Prevalência de obesidade abdominal foi consistentemente maior entre mulheres, em particular entre as autodeclaradas pardas/pretas, não tendo sido encontrada diferença de cor/raça entre homens. Escolaridade esteve inversamente associada com obesidade abdominal entre mulheres de ambas as categorias de cor/raça e entre homens pardos/pretos, em 1999-2001 e 2011-2012. Observamos redução da desigualdade educacional na obesidade abdominal entre mulheres pardas/pretas e estabilidade da desigualdade entre homens pardos/pretos e mulheres brancas.
Estudos recentes documentaram que a circunferência abdominal tem maior capacidade preditiva de desfechos relacionados à obesidade em comparação com outras avaliações antropométricas 8,13. Contudo, variação quanto ao ponto de corte pode influenciar estimativas de prevalência de obesidade abdominal; portanto, definimos obesidade abdominal conforme os parâmetros de risco muito elevado 8.
Como limitações do estudo, assinalamos: população de base ocupacional que, embora contribua para validade interna, pode reduzir a generalização dos resultados para população geral; cerca de 20% dos elegíveis não participaram da linha de base e fase 4, conquanto seja esperada intercambialidade entre população de estudo e população fonte; posição socioeconômica é um construto multidimensional, e nossa análise abordou apenas a escolaridade.
Evidências seccionais e longitudinais mostram padrão de associação inversa entre posição socioeconômica e obesidade, considerando-se principalmente escolaridade e o grupo de mulheres 1,2,3,5,6. Escolaridade influencia a obesidade diretamente por meio de modos e estilos de vida relacionados à alimentação, atividade física e outras práticas de saúde 14; indiretamente, por meio da ocupação e renda. Indivíduos de maior posição socioeconômica têm mais acesso à alimentação saudável e aos meios de redução voluntária do peso corporal. Por fim, fatores ambientais associados à posição socioeconômica também podem influenciar a obesidade 1,2,14.

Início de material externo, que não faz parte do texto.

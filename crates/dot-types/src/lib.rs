//! # dot-types
//!
//! Chain data model for the dot-host node.
//!
//! This crate provides:
//! - 32-byte block hashes with blake2b-256 hashing
//! - Block headers with parent linkage and state commitments
//! - Blocks, bodies and extrinsics
//! - Partially-populated block data as exchanged during sync

mod block;
mod hash;
mod header;

pub use block::{Block, BlockData, Body, Extrinsic, FinalityInfo};
pub use hash::{blake2b_256, Hash};
pub use header::{Digest, DigestItem, Header};

/// Parent hash carried by the genesis header.
pub const GENESIS_PARENT_HASH: Hash = Hash::zero();
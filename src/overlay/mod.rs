//! Text annotation engine
//!
//! This module turns raw text plus an ordered list of strategies into
//! annotated output:
//! - Pattern normalization (merged alternation or refinement chain)
//! - Chained match resolution
//! - Segment rendering under sequential or overlapping composition
//! - The per-text-source strategy registry

mod style;
mod strategy;
mod pattern;
mod resolve;
mod render;
mod engine;
pub mod builtin;
pub mod loader;

pub use style::{Color, StyleDecl, TextStyle};
pub use strategy::{EngineConfig, EngineOptions, Matcher, Strategy};
pub use pattern::{escape_grouping, merge_alternation, normalize};
pub use resolve::{resolve, MatchedSpan};
pub use render::{escape_html, escape_text_node, unescape_html, AnnotationResult, MarkupBuffer, Segment};
pub use engine::Engine;
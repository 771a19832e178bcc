//! Terminal rendering surface using crossterm
//!
//! Styled segments are drawn with the colors and attributes their CSS
//! declarations map to. Overlapping renders are walked tag by tag so
//! nested spans layer their styles.

use std::io::{self, Write};
use std::sync::OnceLock;

use crossterm::{
    queue,
    style::{self, Attribute, Print, ResetColor, SetAttribute, SetBackgroundColor, SetForegroundColor},
};
use regex::Regex;

use crate::error::Result;
use crate::host::Surface;
use crate::overlay::{AnnotationResult, Color, StyleDecl, TextStyle};

/// Surface that prints renders as styled terminal text
pub struct TerminalSurface<W: Write> {
    out: W,
}

/// Matches the span tags the engine emits
fn span_tag() -> &'static Regex {
    static SPAN_TAG: OnceLock<Regex> = OnceLock::new();
    SPAN_TAG.get_or_init(|| {
        Regex::new(r#"<span style="([^"]*)">|</span>"#).expect("span tag pattern is valid")
    })
}

impl TerminalSurface<io::Stdout> {
    /// Draw to standard output
    pub fn stdout() -> Self {
        Self::new(io::stdout())
    }
}

impl<W: Write> TerminalSurface<W> {
    pub fn new(out: W) -> Self {
        Self { out }
    }

    pub fn into_inner(self) -> W {
        self.out
    }

    /// Write text with a style, restoring defaults afterwards
    fn write_styled(&mut self, text: &str, style: TextStyle) -> Result<()> {
        if style.is_default() {
            queue!(self.out, Print(text))?;
            return Ok(());
        }
        if style.fg != Color::Default {
            queue!(self.out, SetForegroundColor(to_crossterm(style.fg)))?;
        }
        if style.bg != Color::Default {
            queue!(self.out, SetBackgroundColor(to_crossterm(style.bg)))?;
        }
        if style.bold {
            queue!(self.out, SetAttribute(Attribute::Bold))?;
        }
        if style.italic {
            queue!(self.out, SetAttribute(Attribute::Italic))?;
        }
        if style.underline {
            queue!(self.out, SetAttribute(Attribute::Underlined))?;
        }
        queue!(self.out, Print(text), SetAttribute(Attribute::Reset), ResetColor)?;
        Ok(())
    }

    /// Walk overlapping-mode markup, layering nested span styles
    ///
    /// A closing tag with nothing open is printed as text.
    fn write_markup(&mut self, markup: &str) -> Result<()> {
        let mut stack: Vec<TextStyle> = Vec::new();
        let mut prev = 0;
        let tags: Vec<_> = span_tag()
            .captures_iter(markup)
            .map(|caps| {
                let whole = caps.get(0).map_or(0..0, |m| m.range());
                let style = caps.get(1).map(|m| TextStyle::from_decl(&StyleDecl::parse_inline(m.as_str())));
                (whole, style)
            })
            .collect();

        for (range, style) in tags {
            let current = stack.last().copied().unwrap_or_default();
            self.write_styled(&decode_text_node(&markup[prev..range.start]), current)?;
            match style {
                Some(style) => stack.push(current.layered(style)),
                None => {
                    if stack.pop().is_none() {
                        self.write_styled(&markup[range.clone()], current)?;
                    }
                }
            }
            prev = range.end;
        }
        let current = stack.last().copied().unwrap_or_default();
        self.write_styled(&decode_text_node(&markup[prev..]), current)?;
        Ok(())
    }
}

impl<W: Write> Surface for TerminalSurface<W> {
    fn present(&mut self, result: &AnnotationResult) -> Result<()> {
        match result {
            AnnotationResult::Segments(segments) => {
                for segment in segments {
                    let style = segment.style().map(TextStyle::from_decl).unwrap_or_default();
                    self.write_styled(segment.text(), style)?;
                }
            }
            AnnotationResult::Markup(buffer) => self.write_markup(buffer.as_str())?,
        }
        queue!(self.out, Print("\n"))?;
        self.out.flush()?;
        Ok(())
    }
}

fn decode_text_node(s: &str) -> String {
    s.replace("&lt;", "<").replace("&gt;", ">").replace("&amp;", "&")
}

fn to_crossterm(color: Color) -> style::Color {
    match color {
        Color::Default => style::Color::Reset,
        Color::Black => style::Color::Black,
        Color::Red => style::Color::DarkRed,
        Color::Green => style::Color::DarkGreen,
        Color::Yellow => style::Color::DarkYellow,
        Color::Blue => style::Color::DarkBlue,
        Color::Magenta => style::Color::DarkMagenta,
        Color::Cyan => style::Color::DarkCyan,
        Color::White => style::Color::Grey,
        Color::BrightBlack => style::Color::DarkGrey,
        Color::BrightRed => style::Color::Red,
        Color::BrightGreen => style::Color::Green,
        Color::BrightYellow => style::Color::Yellow,
        Color::BrightBlue => style::Color::Blue,
        Color::BrightMagenta => style::Color::Magenta,
        Color::BrightCyan => style::Color::Cyan,
        Color::BrightWhite => style::Color::White,
        Color::Rgb(r, g, b) => style::Color::Rgb { r, g, b },
    }
}

#[cfg(test)]
mod tests {
    use super::*;
    use crate::overlay::{Engine, EngineOptions, Strategy};

    fn render_to_string(engine: &Engine, text: &str) -> String {
        let mut surface = TerminalSurface::new(Vec::new());
        surface.present(&engine.render(text)).unwrap();
        String::from_utf8(surface.into_inner()).unwrap()
    }

    fn strip_ansi(s: &str) -> String {
        Regex::new(r"\x1b\[[0-9;]*m").unwrap().replace_all(s, "").into_owned()
    }

    #[test]
    fn test_plain_text_has_no_escapes() {
        let engine = Engine::new();
        assert_eq!(render_to_string(&engine, "a < b"), "a < b\n");
    }

    #[test]
    fn test_sequential_segments_styled() {
        let mut engine = Engine::new();
        let style = StyleDecl::new().with("color", "red").with("font-weight", "bold");
        engine
            .register([Strategy::new("num", r"\d+", style)], EngineOptions::default())
            .unwrap();
        let out = render_to_string(&engine, "x 42");
        assert!(out.contains("\x1b["));
        assert_eq!(strip_ansi(&out), "x 42\n");
    }

    #[test]
    fn test_overlapping_nested_spans() {
        let mut engine = Engine::new();
        engine
            .register(
                [
                    Strategy::new("word", r"[a-z]+", StyleDecl::new().with("padding", "1px")),
                    Strategy::new("b", "b", StyleDecl::new().with("color", "blue")),
                ],
                EngineOptions::default().overlapping(true),
            )
            .unwrap();
        let out = render_to_string(&engine, "ab cb");
        assert!(out.contains("\x1b["));
        assert_eq!(strip_ansi(&out), "ab cb\n");
    }

    #[test]
    fn test_overlapping_markup_decoded() {
        let mut engine = Engine::new();
        engine
            .register(
                [Strategy::new("digit", r"\d", StyleDecl::new().with("color", "red"))],
                EngineOptions::default().overlapping(true),
            )
            .unwrap();
        let out = render_to_string(&engine, "1 < 2 & 3");
        assert_eq!(strip_ansi(&out), "1 < 2 & 3\n");
    }

    #[test]
    fn test_stray_closing_tag_printed() {
        let mut surface = TerminalSurface::new(Vec::new());
        surface.write_markup("x</span>").unwrap();
        assert_eq!(String::from_utf8(surface.into_inner()).unwrap(), "x</span>");
    }

    #[test]
    fn test_nested_styles_layer() {
        let outer = TextStyle::from_decl(&StyleDecl::new().with("background-color", "yellow"));
        let inner = TextStyle::from_decl(&StyleDecl::new().with("color", "red"));
        let both = outer.layered(inner);
        assert_eq!(both.bg, Color::BrightYellow);
        assert_eq!(both.fg, Color::BrightRed);
    }
}
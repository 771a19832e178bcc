//! Segment rendering
//!
//! Turns matched spans into the plain/styled output handed to a host.
//! Two composition policies exist:
//!
//! - Sequential: strategies partition the text. Each strategy only
//!   splits segments that are still plain, so styled text is never
//!   matched again. All literal text is escaped when serialized.
//! - Overlapping: each strategy scans the markup produced so far,
//!   tags included, and wraps its matches in place. Nothing is escaped
//!   after the initial text serialization, and patterns may straddle
//!   tags emitted by earlier strategies.

use std::borrow::Cow;
use std::fmt;
use std::sync::Arc;

use regex::Regex;

use super::resolve::resolve;
use super::style::StyleDecl;

/// One piece of annotated output
#[derive(Debug, Clone, PartialEq, Eq)]
pub enum Segment {
    /// Text no strategy claimed
    Plain(String),
    /// Text claimed by a strategy
    Styled { text: String, style: Arc<StyleDecl> },
}

impl Segment {
    /// Raw, unescaped text of this segment
    pub fn text(&self) -> &str {
        match self {
            Segment::Plain(text) => text,
            Segment::Styled { text, .. } => text,
        }
    }

    /// Style of a styled segment
    pub fn style(&self) -> Option<&StyleDecl> {
        match self {
            Segment::Plain(_) => None,
            Segment::Styled { style, .. } => Some(&**style),
        }
    }

    pub fn is_styled(&self) -> bool {
        matches!(self, Segment::Styled { .. })
    }

    /// Append this segment as escaped markup
    pub fn write_markup(&self, out: &mut String) {
        match self {
            Segment::Plain(text) => out.push_str(&escape_html(text)),
            Segment::Styled { text, style } => {
                push_span(out, &style.to_inline(), &escape_html(text));
            }
        }
    }
}

/// Apply one strategy to every still-plain segment
///
/// Styled segments pass through untouched.
pub fn apply_sequential(
    segments: Vec<Segment>,
    patterns: &[Regex],
    style: &Arc<StyleDecl>,
) -> Vec<Segment> {
    let mut out = Vec::with_capacity(segments.len());
    for segment in segments {
        match segment {
            Segment::Plain(text) => split_plain(text, patterns, style, &mut out),
            styled => out.push(styled),
        }
    }
    out
}

fn split_plain(text: String, patterns: &[Regex], style: &Arc<StyleDecl>, out: &mut Vec<Segment>) {
    let spans = resolve(patterns, &text);
    if spans.is_empty() {
        out.push(Segment::Plain(text));
        return;
    }

    let mut prev = 0;
    for span in &spans {
        if span.index > prev {
            out.push(Segment::Plain(text[prev..span.index].to_string()));
        }
        out.push(Segment::Styled {
            text: span.text.to_string(),
            style: Arc::clone(style),
        });
        prev = span.end();
    }
    if prev < text.len() {
        out.push(Segment::Plain(text[prev..].to_string()));
    }
}

/// Serialized markup passed from strategy to strategy in overlapping mode
#[derive(Debug, Clone, PartialEq, Eq, Default)]
pub struct MarkupBuffer(String);

impl MarkupBuffer {
    /// Serialize raw text the way a text node is serialized
    pub fn from_text(text: &str) -> Self {
        Self(escape_text_node(text).into_owned())
    }

    /// Wrap every match of the pattern chain in a styled span
    ///
    /// Returns the number of spans inserted.
    pub fn apply(&mut self, patterns: &[Regex], style: &StyleDecl) -> usize {
        let (html, count) = {
            let spans = resolve(patterns, &self.0);
            if spans.is_empty() {
                return 0;
            }
            let inline = style.to_inline();
            let mut html = String::with_capacity(self.0.len() + spans.len() * (inline.len() + 24));
            let mut prev = 0;
            for span in &spans {
                html.push_str(&self.0[prev..span.index]);
                push_span(&mut html, &inline, span.text);
                prev = span.end();
            }
            html.push_str(&self.0[prev..]);
            (html, spans.len())
        };
        self.0 = html;
        count
    }

    pub fn as_str(&self) -> &str {
        &self.0
    }

    pub fn is_empty(&self) -> bool {
        self.0.is_empty()
    }
}

/// Output of one render pass
#[derive(Debug, Clone, PartialEq, Eq)]
pub enum AnnotationResult {
    /// Sequential mode: disjoint plain and styled segments
    Segments(Vec<Segment>),
    /// Overlapping mode: markup with possibly nested spans
    Markup(MarkupBuffer),
}

impl AnnotationResult {
    /// Markup ready to splice into a rendering surface
    pub fn to_markup(&self) -> String {
        match self {
            AnnotationResult::Segments(segments) => {
                let mut out = String::new();
                for segment in segments {
                    segment.write_markup(&mut out);
                }
                out
            }
            AnnotationResult::Markup(buffer) => buffer.as_str().to_string(),
        }
    }

    /// Structured segments, available in sequential mode
    pub fn segments(&self) -> Option<&[Segment]> {
        match self {
            AnnotationResult::Segments(segments) => Some(segments),
            AnnotationResult::Markup(_) => None,
        }
    }

    /// Concatenated raw segment text (sequential mode only)
    pub fn plain_text(&self) -> Option<String> {
        self.segments()
            .map(|segments| segments.iter().map(Segment::text).collect())
    }

    pub fn is_empty(&self) -> bool {
        match self {
            AnnotationResult::Segments(segments) => segments.is_empty(),
            AnnotationResult::Markup(buffer) => buffer.is_empty(),
        }
    }
}

impl fmt::Display for AnnotationResult {
    fn fmt(&self, f: &mut fmt::Formatter<'_>) -> fmt::Result {
        match self {
            AnnotationResult::Markup(buffer) => f.write_str(buffer.as_str()),
            AnnotationResult::Segments(_) => f.write_str(&self.to_markup()),
        }
    }
}

fn push_span(out: &mut String, inline_style: &str, inner: &str) {
    out.push_str("<span style=\"");
    out.push_str(inline_style);
    out.push_str("\">");
    out.push_str(inner);
    out.push_str("</span>");
}

/// Escape text for HTML interpolation (`& < > " ' /`)
pub fn escape_html(s: &str) -> Cow<'_, str> {
    escape_with(s, |c| match c {
        '&' => Some("&amp;"),
        '<' => Some("&lt;"),
        '>' => Some("&gt;"),
        '"' => Some("&quot;"),
        '\'' => Some("&#x27;"),
        '/' => Some("&#x2F;"),
        _ => None,
    })
}

/// Escape text the way a text node serializes (`& < >` only)
pub fn escape_text_node(s: &str) -> Cow<'_, str> {
    escape_with(s, |c| match c {
        '&' => Some("&amp;"),
        '<' => Some("&lt;"),
        '>' => Some("&gt;"),
        _ => None,
    })
}

fn escape_with(s: &str, entity: impl Fn(char) -> Option<&'static str>) -> Cow<'_, str> {
    if !s.chars().any(|c| entity(c).is_some()) {
        return Cow::Borrowed(s);
    }
    let mut out = String::with_capacity(s.len() + 16);
    for c in s.chars() {
        match entity(c) {
            Some(e) => out.push_str(e),
            None => out.push(c),
        }
    }
    Cow::Owned(out)
}

/// Undo [`escape_html`]
pub fn unescape_html(s: &str) -> String {
    s.replace("&lt;", "<")
        .replace("&gt;", ">")
        .replace("&quot;", "\"")
        .replace("&#x27;", "'")
        .replace("&#x2F;", "/")
        .replace("&amp;", "&")
}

Poucos trabalhos enfocaram a complexa relação entre gênero, cor/raça, posição socioeconômica e obesidade 15,16,17,18,19. Nos Estados Unidos, encontraram-se diferenças na associação entre posição socioeconômica e obesidade, além de diferenças na tendência temporal da desigualdade socioeconômica na ocorrência de obesidade, segundo gênero e raça/etnicidade 15,16,17,18,19. Ferrer et al. 20 observaram redução da desigualdade educacional na ocorrência da obesidade entre mulheres mexicanas residentes de áreas urbanas, em face do aumento pronunciado da prevalência de obesidade entre as mais escolarizadas. Em nosso estudo, a associação da escolaridade com ocorrência de obesidade abdominal sofreu interação múltipla de fatores sociodemográficos. Apesar da melhoria do nível educacional em todos os subgrupos demográficos, observamos aumento da prevalência de obesidade abdominal, especialmente entre mulheres pardas/pretas com ensino superior completo. A validade de construto dos indicadores de posição socioeconômica, portanto, seu impacto, pode variar entre subgrupos de gênero e cor/raça 21. Por exemplo, experiências de discriminação racial podem estar relacionadas com excesso de peso entre mulheres pardas/pretas 22 de maior escolaridade.
Nossos resultados encorajam a estratificação conjunta por gênero e cor/raça e o uso do IRD no estudo das desigualdades socioeconômicas na ocorrência da obesidade abdominal, bem como de outras desigualdades em saúde.